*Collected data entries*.
=== Begin Enclosure ===

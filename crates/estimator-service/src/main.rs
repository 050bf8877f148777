//! Main entry point for the stamp estimation service.
//!
//! This binary runs the estimation sidecar a node queries to price a
//! candidate transaction before broadcasting it. It wires the configured
//! storage backend and execution engine into the estimation pipeline and
//! serves it over a local Unix domain socket.

use clap::Parser;
use estimator_config::Config;
use estimator_core::Estimator;
use estimator_execution::EngineFactory;
use estimator_service::server::EstimatorServer;
use estimator_storage::BackendFactory;
use std::collections::HashMap;
use std::path::PathBuf;

/// Command-line arguments for the estimation service.
#[derive(Parser, Debug)]
#[command(author, version, about, long_about = None)]
struct Args {
	/// Path to configuration file
	#[arg(short, long, default_value = "config.toml")]
	config: PathBuf,

	/// Log level (trace, debug, info, warn, error)
	#[arg(short, long, default_value = "info")]
	log_level: String,
}

/// Main entry point for the estimation service.
///
/// This function:
/// 1. Parses command-line arguments
/// 2. Initializes logging infrastructure
/// 3. Loads configuration from file
/// 4. Builds the estimation pipeline from the configured implementations
/// 5. Serves the socket until interrupted
#[tokio::main]
async fn main() -> Result<(), Box<dyn std::error::Error>> {
	let args = Args::parse();

	// Initialize tracing with env filter
	use tracing_subscriber::{fmt, EnvFilter};

	let default_directive = args.log_level.to_string();
	let env_filter =
		EnvFilter::try_from_default_env().unwrap_or_else(|_| EnvFilter::new(default_directive));

	fmt().with_env_filter(env_filter).with_target(true).init();

	tracing::info!("Started stamp estimator");

	// Load configuration
	let config = Config::from_file_async(args.config.to_string_lossy().as_ref()).await?;
	tracing::info!(
		storage = %config.storage.primary,
		engine = %config.execution.primary,
		"Loaded configuration"
	);

	// Build the pipeline and bind the socket
	let estimator = build_estimator(&config)?;
	let server = EstimatorServer::bind(config.service.socket_path.clone(), estimator)?;

	tokio::select! {
		result = server.run() => {
			result?;
		}
		_ = tokio::signal::ctrl_c() => {
			tracing::info!("Shutdown signal received");
		}
	}

	server.close()?;
	tracing::info!("Stopped stamp estimator");
	Ok(())
}

/// Builds the estimation pipeline from the configured implementations.
///
/// Storage backends and execution engines are pluggable; each crate
/// exposes its registered implementations as (name, factory) pairs and
/// the configuration selects one of each.
fn build_estimator(config: &Config) -> Result<Estimator, Box<dyn std::error::Error>> {
	let storage_factories: HashMap<String, BackendFactory> =
		estimator_storage::get_all_implementations()
			.into_iter()
			.map(|(name, factory)| (name.to_string(), factory))
			.collect();
	let backend_factory = storage_factories
		.get(&config.storage.primary)
		.ok_or_else(|| format!("Unknown storage backend '{}'", config.storage.primary))?;
	let backend = backend_factory(&config.primary_storage())?;

	let engine_factories: HashMap<String, EngineFactory> =
		estimator_execution::get_all_implementations()
			.into_iter()
			.map(|(name, factory)| (name.to_string(), factory))
			.collect();
	let engine_factory = engine_factories
		.get(&config.execution.primary)
		.ok_or_else(|| format!("Unknown execution engine '{}'", config.execution.primary))?;
	let engine = engine_factory(&config.primary_engine())?;

	Ok(Estimator::new(backend, engine))
}
//! Unix socket server for the estimation service.
//!
//! The server owns the listening socket for the process lifetime:
//! `bind` removes any stale socket file and starts listening, `close`
//! releases the socket and unlinks the path. Connections are served
//! strictly one at a time; a second client queues at the transport
//! layer until the first disconnects. There is no per-request timeout,
//! so a slow contract call stalls later callers.
//!
//! Per connection, the request loop is: read one frame, parse the
//! transaction, run the estimation pipeline, write one response frame,
//! repeat until the peer disconnects. Transport failures and engine
//! faults are connection-scoped: the connection closes (without a
//! response, when one was not yet sent) and the listener stays alive.

use crate::framing;
use estimator_core::{format, Estimator};
use std::io;
use std::path::{Path, PathBuf};
use thiserror::Error;
use tokio::net::{UnixListener, UnixStream};

/// Errors that can occur in the socket server.
#[derive(Debug, Error)]
pub enum ServerError {
	/// Error from the underlying socket.
	#[error("IO error: {0}")]
	Io(#[from] io::Error),
}

/// The estimation socket server.
pub struct EstimatorServer {
	/// The listening socket, owned for the process lifetime.
	listener: UnixListener,
	/// Filesystem path the socket is bound at.
	path: PathBuf,
	/// The estimation pipeline requests are driven through.
	estimator: Estimator,
}

impl EstimatorServer {
	/// Binds the server, removing any stale socket file left from a
	/// prior run.
	pub fn bind(path: impl Into<PathBuf>, estimator: Estimator) -> Result<Self, ServerError> {
		let path = path.into();
		remove_stale_socket(&path)?;
		let listener = UnixListener::bind(&path)?;
		tracing::info!(path = %path.display(), "Listening");
		Ok(Self {
			listener,
			path,
			estimator,
		})
	}

	/// Returns the path the server is bound at.
	pub fn local_path(&self) -> &Path {
		&self.path
	}

	/// Accepts and serves connections until the listener fails.
	///
	/// One connection is served fully before the next accept;
	/// connection-scoped failures are logged and never stop the loop.
	pub async fn run(&self) -> Result<(), ServerError> {
		loop {
			let (stream, _addr) = self.listener.accept().await?;
			tracing::info!("Client connected");
			if let Err(e) = self.serve_connection(stream).await {
				tracing::warn!("Connection ended with transport error: {}", e);
			}
			tracing::info!("Client disconnected");
		}
	}

	/// Drives the request loop for one connection.
	async fn serve_connection(&self, mut stream: UnixStream) -> Result<(), ServerError> {
		loop {
			let Some(raw) = framing::read_message(&mut stream).await? else {
				return Ok(());
			};

			let transaction = match serde_json::from_slice(&raw) {
				Ok(transaction) => transaction,
				Err(e) => {
					tracing::warn!("Malformed request, closing connection: {}", e);
					return Ok(());
				},
			};

			let output = match self.estimator.estimate(transaction).await {
				Ok(output) => output,
				Err(e) => {
					tracing::error!(
						"Estimation fault, closing connection without a response: {}",
						e
					);
					return Ok(());
				},
			};

			let encoded = match format::encode_response(&output) {
				Ok(encoded) => encoded,
				Err(e) => {
					tracing::error!("Unserializable response, closing connection: {}", e);
					return Ok(());
				},
			};

			if let Err(e) = framing::write_message(&mut stream, &encoded).await {
				if e.kind() == io::ErrorKind::BrokenPipe {
					tracing::warn!("Cannot send response, peer closed its read side");
					return Ok(());
				}
				return Err(e.into());
			}
		}
	}

	/// Releases the listening socket and unlinks its path.
	pub fn close(self) -> io::Result<()> {
		drop(self.listener);
		match std::fs::remove_file(&self.path) {
			Ok(()) => Ok(()),
			Err(e) if e.kind() == io::ErrorKind::NotFound => Ok(()),
			Err(e) => Err(e),
		}
	}
}

/// Unlinks a leftover socket file so a restart can rebind.
fn remove_stale_socket(path: &Path) -> io::Result<()> {
	match std::fs::remove_file(path) {
		Ok(()) => {
			tracing::debug!(path = %path.display(), "Removed stale socket file");
			Ok(())
		},
		Err(e) if e.kind() == io::ErrorKind::NotFound => Ok(()),
		Err(e) => Err(e),
	}
}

=== End Enclosure ===

*What is being asked*.
From the entries, report every line in which the string "peer" occurs.

*Exercise result*.
//! repeat until the peer disconnects. Transport failures and engine
					tracing::warn!("Cannot send response, peer closed its read side");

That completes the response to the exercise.